Please output the entries below from the line that contains "pub fn is_zero(&self)" through the final line, reproduced exactly and alone.

------------------------------------------------

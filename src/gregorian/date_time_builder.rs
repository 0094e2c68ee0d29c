use crate::gregorian::date_time::{MAX_YEAR, MIN_YEAR};
use crate::gregorian::util::days_in_gregorian_month;
use crate::gregorian::DateTime;
use crate::Error;

/// Assembles a [`DateTime`] from individual fields.
///
/// Only the year is mandatory. Month and day default to 1 and the clock fields default to 0.
#[derive(Default)]
pub struct DateTimeBuilder {
    year: Option<i32>,
    month: Option<u8>,
    day: Option<u8>,
    hour: Option<u8>,
    minute: Option<u8>,
    second: Option<u8>,
}

impl DateTimeBuilder {
    pub fn new() -> Self {
        Self::default()
    }

    pub fn year(&mut self, year: i32) -> &mut Self {
        self.year = Some(year);
        self
    }

    pub fn month(&mut self, month: u8) -> &mut Self {
        self.month = Some(month);
        self
    }

    pub fn day(&mut self, day: u8) -> &mut Self {
        self.day = Some(day);
        self
    }

    pub fn hour(&mut self, hour: u8) -> &mut Self {
        self.hour = Some(hour);
        self
    }

    pub fn minute(&mut self, minute: u8) -> &mut Self {
        self.minute = Some(minute);
        self
    }

    pub fn second(&mut self, second: u8) -> &mut Self {
        self.second = Some(second);
        self
    }

    /// Like [`checked_build`](Self::checked_build), but panics on invalid fields.
    pub fn build(&self) -> DateTime {
        match self.checked_build() {
            Ok(dt) => dt,
            Err(e) => panic!("{:?}", e),
        }
    }

    pub fn checked_build(&self) -> Result<DateTime, Error> {
        let year = self.year.ok_or(Error::invalid("no year provided"))?;
        let month = self.month.unwrap_or(1);
        let day = self.day.unwrap_or(1);
        let hour = self.hour.unwrap_or(0);
        let minute = self.minute.unwrap_or(0);
        let second = self.second.unwrap_or(0);

        if !(MIN_YEAR..=MAX_YEAR).contains(&year) {
            return Err(Error::OutOfRange);
        }
        if !(1..=12).contains(&month) {
            return Err(Error::invalid("month must be in 1..=12"));
        }
        if day < 1 || day > days_in_gregorian_month(year as i64, month) {
            return Err(Error::invalid("day is out of range for the month"));
        }
        if hour >= 24 || minute >= 60 || second >= 60 {
            return Err(Error::invalid("time of day is out of range"));
        }

        Ok(DateTime::new(year, month, day, hour, minute, second))
    }
}

#[cfg(test)]
mod tests {
    use super::*;

    #[test]
    fn test_builder() {
        let dt = DateTimeBuilder::new()
            .year(2025)
            .month(10)
            .day(17)
            .hour(8)
            .minute(30)
            .second(15)
            .build();
        assert_eq!(dt.year(), 2025);
        assert_eq!(dt.month(), 10);
        assert_eq!(dt.day(), 17);
        assert_eq!(dt.hour(), 8);
        assert_eq!(dt.minute(), 30);
        assert_eq!(dt.second(), 15);

        // Defaults.
        let dt = DateTimeBuilder::new().year(1970).build();
        assert_eq!(dt, DateTime::from_unix_seconds(0).unwrap());

        // Leap day.
        let result = DateTimeBuilder::new().year(2024).month(2).day(29).checked_build();
        assert!(result.is_ok());

        // Out of bounds year.
        let result = DateTimeBuilder::new().year(1_000_000).checked_build();
        assert_eq!(result, Err(Error::OutOfRange));

        // Missing year.
        let result = DateTimeBuilder::new().month(1).day(1).checked_build();
        assert_eq!(result, Err(Error::invalid("no year provided")));

        // Invalid month.
        let result = DateTimeBuilder::new().year(2025).month(13).checked_build();
        assert_eq!(result, Err(Error::invalid("month must be in 1..=12")));
        let result = DateTimeBuilder::new().year(2025).month(0).checked_build();
        assert_eq!(result, Err(Error::invalid("month must be in 1..=12")));

        // Invalid day of month.
        let result = DateTimeBuilder::new().year(2025).month(2).day(29).checked_build();
        assert_eq!(result, Err(Error::invalid("day is out of range for the month")));
        let result = DateTimeBuilder::new().year(2025).month(4).day(31).checked_build();
        assert_eq!(result, Err(Error::invalid("day is out of range for the month")));
        let result = DateTimeBuilder::new().year(2025).month(4).day(0).checked_build();
        assert_eq!(result, Err(Error::invalid("day is out of range for the month")));

        // Invalid time of day.
        for (hour, minute, second) in [(24, 0, 0), (23, 60, 0), (23, 59, 60)] {
            let result = DateTimeBuilder::new()
                .year(2025)
                .hour(hour)
                .minute(minute)
                .second(second)
                .checked_build();
            assert_eq!(result, Err(Error::invalid("time of day is out of range")));
        }
    }

    #[test]
    #[should_panic]
    fn build_panics_on_invalid_fields() {
        DateTimeBuilder::new().year(2025).month(2).day(30).build();
    }
}
//! Jalali dates with a time of day, and the operations built on them.

use std::time::SystemTime;

use crate::calendar::{gregorian_to_jalali, jalali_to_gregorian, JalaliDate};
use crate::clock::{Clock, SystemClock};
use crate::gregorian::DateTime;
use crate::Error;

pub use arithmetic::{
    add_to_jalali, checked_add_to_jalali, checked_subtract_from_jalali, subtract_from_jalali,
};
pub use compare::{difference_in_days, difference_in_months, is_after, is_before, is_same_day};
pub use validate::{
    days_in_jalali_month, end_of_jalali_month, is_valid_jalali, start_of_jalali_month,
};

mod arithmetic;
mod compare;
mod validate;

/// A Jalali date together with its weekday and a time of day.
///
/// `weekday` counts from Saturday (0) to Friday (6), the order of the Iranian week. It is derived
/// from the date, so code that changes `year`, `month` or `day` must recompute it; the functions
/// in this crate always return consistent values.
#[derive(Debug, Clone, Copy, PartialEq, Eq, Hash)]
pub struct JalaliDateParts {
    pub year: i32,
    pub month: u8,
    pub day: u8,
    pub weekday: u8,
    pub hour: u8,
    pub minute: u8,
    pub second: u8,
}

impl JalaliDateParts {
    /// The Jalali reading of a Gregorian date-time.
    pub fn from_date_time(value: &DateTime) -> Self {
        let JalaliDate { year, month, day } =
            gregorian_to_jalali(value.year(), value.month() as i32, value.day() as i32);
        JalaliDateParts {
            year,
            month,
            day,
            // Sunday = 0 becomes Saturday = 0.
            weekday: (value.weekday() + 1) % 7,
            hour: value.hour(),
            minute: value.minute(),
            second: value.second(),
        }
    }

    /// The current local date and time.
    pub fn now() -> Result<Self, Error> {
        Self::now_with(SystemClock)
    }

    pub fn now_with<C: Clock>(clock: C) -> Result<Self, Error> {
        let local = clock.local_date_time(clock.now())?;
        Ok(JalaliDateParts::from_date_time(&local))
    }

    pub fn date(&self) -> JalaliDate {
        JalaliDate::new(self.year, self.month, self.day)
    }

    pub fn is_valid(&self) -> bool {
        is_valid_jalali(self.year, self.month as i32, self.day as i32)
    }

    /// The equivalent Gregorian date-time, clock fields included.
    ///
    /// # Panics
    ///
    /// Panics if the clock fields are outside their ranges.
    pub fn to_date_time(&self) -> DateTime {
        let date = jalali_to_gregorian(self.year, self.month as i32, self.day as i32);
        DateTime::builder()
            .year(date.year)
            .month(date.month)
            .day(date.day)
            .hour(self.hour)
            .minute(self.minute)
            .second(self.second)
            .build()
    }

    /// Replaces the clock fields with those of `other`.
    pub(crate) fn with_time_of(self, other: &JalaliDateParts) -> Self {
        JalaliDateParts {
            hour: other.hour,
            minute: other.minute,
            second: other.second,
            ..self
        }
    }
}

impl From<DateTime> for JalaliDateParts {
    fn from(value: DateTime) -> Self {
        JalaliDateParts::from_date_time(&value)
    }
}

/// Converts an instant to the local Jalali date and time.
///
/// Fails with [`Error::InvalidInput`] when the instant has no local reading, for example because
/// it lies outside the range of the C library's `time_t`.
pub fn to_jalali_parts(value: SystemTime) -> Result<JalaliDateParts, Error> {
    let local = DateTime::from_system_time(value)?;
    Ok(JalaliDateParts::from_date_time(&local))
}

/// Local midnight of the Gregorian day that corresponds to a Jalali date.
///
/// No validation is done: an out-of-range day or month carries into the neighbouring months
/// exactly as [`jalali_to_gregorian`] does. Use [`is_valid_jalali`] first when that matters.
pub fn from_jalali_parts(year: i32, month: i32, day: i32) -> DateTime {
    DateTime::at_midnight(jalali_to_gregorian(year, month, day))
}
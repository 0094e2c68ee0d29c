// A Period counts calendar slots ("2 months and 3 days"), not elapsed time. How long it is
// depends on where it is applied: one month after Farvardin 1 is 31 days, one month after
// Mehr 1 is 30.

use std::ops::Neg;

/// An amount of calendar time to add to or subtract from a date.
///
/// When applied, years are added first, then months, then days. See
/// [`add_to_jalali`](crate::add_to_jalali).
#[derive(Debug, Clone, Copy, Default, PartialEq, Eq, Hash)]
pub struct Period {
    pub years: i32,
    pub months: i32,
    pub days: i32,
}

impl Period {
    pub fn new(years: i32, months: i32, days: i32) -> Self {
        Period {
            years,
            months,
            days,
        }
    }

    pub fn years(years: i32) -> Self {
        Period::new(years, 0, 0)
    }

    pub fn months(months: i32) -> Self {
        Period::new(0, months, 0)
    }

    pub fn days(days: i32) -> Self {
        Period::new(0, 0, days)
    }

    pub fn with_years(self, years: i32) -> Self {
        Period { years, ..self }
    }

    pub fn with_months(self, months: i32) -> Self {
        Period { months, ..self }
    }

    pub fn with_days(self, days: i32) -> Self {
        Period { days, ..self }
    }

    pub fn is_zero(&self) -> bool {
        self.years == 0 && self.months == 0 && self.days == 0
    }

    /// Negates every component, or returns `None` if one of them is `i32::MIN`.
    pub fn checked_neg(self) -> Option<Self> {
        Some(Period {
            years: self.years.checked_neg()?,
            months: self.months.checked_neg()?,
            days: self.days.checked_neg()?,
        })
    }
}

impl Neg for Period {
    type Output = Period;

    fn neg(self) -> Self::Output {
        self.checked_neg().expect("period negation overflow")
    }
}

------------------------------------------------

◆ Finished task ◆
    pub fn is_zero(&self) -> bool {
        self.years == 0 && self.months == 0 && self.days == 0
    }

    /// Negates every component, or returns `None` if one of them is `i32::MIN`.
    pub fn checked_neg(self) -> Option<Self> {
        Some(Period {
            years: self.years.checked_neg()?,
            months: self.months.checked_neg()?,
            days: self.days.checked_neg()?,
        })
    }
}

impl Neg for Period {
    type Output = Period;

    fn neg(self) -> Self::Output {
        self.checked_neg().expect("period negation overflow")
    }
}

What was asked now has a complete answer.